At the Public Budget meeting on Monday evening, Director of Finance Kimberley Pope presented the second draft of the 2016 budget to Council members and twelve ratepayers in the audience. This draft resulted in a municipal tax increase of 7.22%. Decisions to date resulting in this increase were summarized, including the elimination of $1.4 million of OLG revenues from the Operating budget which occurred in 2013, the removal of OLG revenues for the township’s capital expenditures in 2015, and the allocation of 1/3 of the 2016 Asset Replacement reserve requirement from the municipal tax levy. Another source of budgetary pressure stems from a significant reduction in transfers from the province through the Ontario Municipal Partnership Fund, amounts which have fallen by over $250,000 since 2010. Ms. Pope explained that the consolidated operating budget for the staff departments rose 1.7% in the 2016 draft, reflecting each department’s efforts to control expenses in face of increasing costs in service delivery.

When the floor was opened to the public, the discussion was dominated by three ratepayers expressing frustration over municipal tax rate increases over the past three years, asking when the ratepayers would see a tax freeze.
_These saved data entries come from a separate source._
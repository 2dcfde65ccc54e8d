use crate::db::{PostStore, StoreError};
use crate::deliver::{DeliveryError, Notify};
use crate::models::NewBlogPost;
use crate::sync::reader::{FetchError, ReadFeed};
use std::collections::HashSet;
use thiserror::Error;

#[derive(Debug, Error)]
pub enum SyncError {
    #[error(transparent)]
    Fetch(#[from] FetchError),

    #[error(transparent)]
    Store(#[from] StoreError),

    #[error(transparent)]
    Delivery(#[from] DeliveryError),
}

#[derive(Debug, Clone, Copy, PartialEq, Eq)]
pub struct SyncReport {
    pub first_run: bool,
    pub new_posts: usize,
}

impl SyncReport {
    pub fn summary(&self) -> String {
        if self.first_run {
            format!(
                "First run completed - stored {} existing posts.",
                self.new_posts
            )
        } else if self.new_posts == 0 {
            "No new posts found.".to_string()
        } else {
            format!("Processed {} new posts.", self.new_posts)
        }
    }
}

pub struct SyncJob<R, S, N> {
    reader: R,
    store: S,
    notifier: N,
}

impl<R, S, N> SyncJob<R, S, N>
where
    R: ReadFeed,
    S: PostStore,
    N: Notify,
{
    pub fn new(reader: R, store: S, notifier: N) -> Self {
        Self {
            reader,
            store,
            notifier,
        }
    }

    pub fn execute(&self) -> Result<SyncReport, SyncError> {
        log::info!("Starting RSS bot sync");

        let entries = self.reader.read()?;
        let stored_posts = self.store.list_posts()?;

        let first_run = stored_posts.is_empty();

        if first_run {
            log::info!("First run detected - sending setup notification");

            self.notifier.notify_setup_complete()?;
        }

        let mut known_guids: HashSet<String> =
            stored_posts.into_iter().map(|post| post.guid).collect();

        let mut new_posts = 0;

        for entry in &entries {
            let guid = entry.identifier();

            if known_guids.contains(guid) {
                continue;
            }

            log::info!("New post found: {}", entry.title);

            let stored_post = self.store.insert_post(&NewBlogPost::from(entry))?;
            known_guids.insert(guid.to_string());

            // the backlog found on the first run is stored silently
            if !first_run {
                self.notifier.notify_new_post(&stored_post)?;
            }

            new_posts += 1;
        }

        let report = SyncReport {
            first_run,
            new_posts,
        };

        log::info!("{}", report.summary());

        Ok(report)
    }
}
Mayor McFadden asked the audience to identify specific budget items for removal to achieve that goal.

Complaints were lodged about the condition of the township roads, a claim which Mayor McFadden refuted, saying our roads are better than those in any other municipality because previous Councils spent OLG revenues to replace gravel surfaces with hard top on many municipal roads. The decision to pave these roads has increased the maintenance cost as many now require the application of a slurry seal, reflected in a $100,000 budget item. Other complaints about roads were raised, including the lack of ditching and mowing along roadsides. The mowing activities were suspended in the 2015 budget as a cost-saving measure, but have been re-introduced in the current budget in response to feedback from ratepayers. Mayor McFadden assured the audience that Council was focussed on establishing a budget that was sustainable, one that ensured the township “lived within its means”.
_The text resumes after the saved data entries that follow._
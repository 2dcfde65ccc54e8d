use crate::models::{BlogPost, NewBlogPost};
use thiserror::Error;

#[cfg(test)]
use mockall::automock;

pub mod blog_posts;

pub use blog_posts::RestStore;

#[derive(Debug, Error)]
pub enum StoreError {
    #[error("failed to reach the store: {msg}")]
    Http { msg: String },

    #[error("store responded with status {code}: {body}")]
    Status { code: u16, body: String },

    #[error("failed to decode store response: {0}")]
    Json(#[from] serde_json::Error),

    #[error("store returned no rows for the inserted post")]
    EmptyResponse,
}

impl From<isahc::Error> for StoreError {
    fn from(error: isahc::Error) -> Self {
        let msg = format!("{error:?}");

        StoreError::Http { msg }
    }
}

impl From<isahc::http::Error> for StoreError {
    fn from(error: isahc::http::Error) -> Self {
        let msg = format!("{error:?}");

        StoreError::Http { msg }
    }
}

impl From<std::io::Error> for StoreError {
    fn from(error: std::io::Error) -> Self {
        let msg = format!("{error:?}");

        StoreError::Http { msg }
    }
}

#[cfg_attr(test, automock)]
pub trait PostStore {
    /// All stored posts, newest `published_date` first.
    fn list_posts(&self) -> Result<Vec<BlogPost>, StoreError>;

    /// Appends a single row. The caller makes sure `guid` is not stored yet.
    fn insert_post(&self, post: &NewBlogPost) -> Result<BlogPost, StoreError>;
}
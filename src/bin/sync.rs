use blog_rss_bot::db::RestStore;
use blog_rss_bot::deliver::DiscordNotifier;
use blog_rss_bot::http_client;
use blog_rss_bot::sync::{FeedFetcher, SyncJob};
use blog_rss_bot::Config;
use std::process::ExitCode;

fn main() -> ExitCode {
    dotenvy::dotenv().ok();
    env_logger::init();

    let config = match Config::from_env() {
        Ok(config) => config,
        Err(error) => {
            log::error!("Invalid configuration: {error}");
            return ExitCode::FAILURE;
        }
    };

    let http_client = match http_client::build(&config) {
        Ok(client) => client,
        Err(error) => {
            log::error!("Failed to build http client: {error:?}");
            return ExitCode::FAILURE;
        }
    };

    let reader = FeedFetcher::new(config.feed_url.clone(), http_client.clone());
    let store = RestStore::new(
        &config.store_url,
        &config.store_table,
        &config.store_credential,
        http_client.clone(),
    );
    let notifier = DiscordNotifier::new(config.webhook_url.clone(), http_client);

    match SyncJob::new(reader, store, notifier).execute() {
        Ok(_) => ExitCode::SUCCESS,
        Err(error) => {
            log::error!("Sync failed: {error}");
            ExitCode::FAILURE
        }
    }
}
Councillor Belch explained the need to set aside sufficient funds to replace the current capital assets of $70 million in the township, many of which are near the end of their useful lives. One ratepayer expressed the view that the township was required to deliver only three critical services: roads, police and fire. The development of a new community centre was something the township could not afford. Mayor McFadden pointed out that none of the rate increase stemmed from this possible expenditure; a reserve for this and a new Fire Station will be funded from a portion of current and future casino revenues, as well as community fundraising efforts.
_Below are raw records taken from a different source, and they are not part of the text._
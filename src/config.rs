use std::env;
use thiserror::Error;
use url::Url;

const NAVER_RSS_BASE_URL: &str = "https://rss.blog.naver.com";
const DEFAULT_STORE_TABLE: &str = "blog_posts";
const DEFAULT_REQUEST_TIMEOUT_IN_SECONDS: u64 = 30;

#[derive(Debug, Error, PartialEq, Eq)]
pub enum ConfigError {
    #[error("{0} environment variable is not set")]
    Missing(&'static str),

    #[error("{name} is not a valid http(s) url: {value}")]
    InvalidUrl { name: &'static str, value: String },

    #[error("{name} has an invalid value: {value}")]
    InvalidValue { name: &'static str, value: String },
}

#[derive(Debug, Clone, PartialEq, Eq)]
pub struct Config {
    pub feed_identifier: Option<String>,
    pub feed_url: String,
    pub store_url: String,
    pub store_credential: String,
    pub store_table: String,
    pub webhook_url: String,
    pub request_timeout_in_seconds: u64,
}

impl Config {
    pub fn from_env() -> Result<Self, ConfigError> {
        Self::from_lookup(|key| env::var(key).ok())
    }

    pub fn from_lookup<F>(lookup: F) -> Result<Self, ConfigError>
    where
        F: Fn(&str) -> Option<String>,
    {
        let value = |key: &str| lookup(key).filter(|value| !value.trim().is_empty());

        let feed_identifier = value("BLOG_NAME");
        let feed_url = match value("FEED_URL") {
            Some(url) => url,
            None => {
                let blog_name = feed_identifier
                    .as_ref()
                    .ok_or(ConfigError::Missing("BLOG_NAME"))?;

                naver_feed_url(blog_name)
            }
        };

        let request_timeout_in_seconds = match value("REQUEST_TIMEOUT_IN_SECONDS") {
            None => DEFAULT_REQUEST_TIMEOUT_IN_SECONDS,
            Some(raw) => raw
                .trim()
                .parse::<u64>()
                .map_err(|_| ConfigError::InvalidValue {
                    name: "REQUEST_TIMEOUT_IN_SECONDS",
                    value: raw.clone(),
                })?,
        };

        let config = Config {
            feed_identifier,
            feed_url,
            store_url: value("SUPABASE_URL").ok_or(ConfigError::Missing("SUPABASE_URL"))?,
            store_credential: value("SUPABASE_ANON_KEY")
                .ok_or(ConfigError::Missing("SUPABASE_ANON_KEY"))?,
            store_table: value("SUPABASE_TABLE")
                .unwrap_or_else(|| DEFAULT_STORE_TABLE.to_string()),
            webhook_url: value("DISCORD_WEBHOOK_URL")
                .ok_or(ConfigError::Missing("DISCORD_WEBHOOK_URL"))?,
            request_timeout_in_seconds,
        };

        config.validate()?;

        Ok(config)
    }

    pub fn validate(&self) -> Result<(), ConfigError> {
        validate_url("FEED_URL", &self.feed_url)?;
        validate_url("SUPABASE_URL", &self.store_url)?;
        validate_url("DISCORD_WEBHOOK_URL", &self.webhook_url)?;

        if self.store_credential.trim().is_empty() {
            return Err(ConfigError::Missing("SUPABASE_ANON_KEY"));
        }

        if self.store_table.trim().is_empty() {
            return Err(ConfigError::Missing("SUPABASE_TABLE"));
        }

        if self.request_timeout_in_seconds == 0 {
            return Err(ConfigError::InvalidValue {
                name: "REQUEST_TIMEOUT_IN_SECONDS",
                value: "0".to_string(),
            });
        }

        Ok(())
    }
}

pub fn naver_feed_url(blog_name: &str) -> String {
    format!("{NAVER_RSS_BASE_URL}/{}.xml", blog_name.trim())
}

fn validate_url(name: &'static str, value: &str) -> Result<(), ConfigError> {
    match Url::parse(value) {
        Ok(url) if url.scheme() == "http" || url.scheme() == "https" => Ok(()),
        _ => Err(ConfigError::InvalidUrl {
            name,
            value: value.to_string(),
        }),
    }
}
When pushed, several frustrated audience members identified two capital expenditures to eliminate: $145,000 for new curbs and repaving and $115,000 for decorative lighting, both along King Street. These expenditures are scheduled to occur after the replacement of sewer and water services to the street which will require it to be torn up for several weeks this summer. Councillor Huntley explained that the lights would need to be replaced within a few years, and replacing them at a time when construction was already underway made economic sense. The new lights operate with LED bulbs, and the project is subject to provincial incentives, and will pay for itself in five years through reduced hydro expense.

A review of the current list of the over 30 reserve funds identified a pool of $911,169 tagged as Lottery Funds. Intended as a flow-through account to direct casino revenues to specific projects, this account balance has accumulated over the years when projects did not use their entire allocation. At the suggestion of a ratepayer, Council agreed to remove $261,000 from this reserve to cover the two King Street projects, resulting in a reduction of the municipal levy increase to 3.32%, down from 7.22%.

The meeting ended with ratepayers satisfied that their municipal representatives appreciated and acted upon their concerns. The final budget will be approved at the next Council meeting on February 15.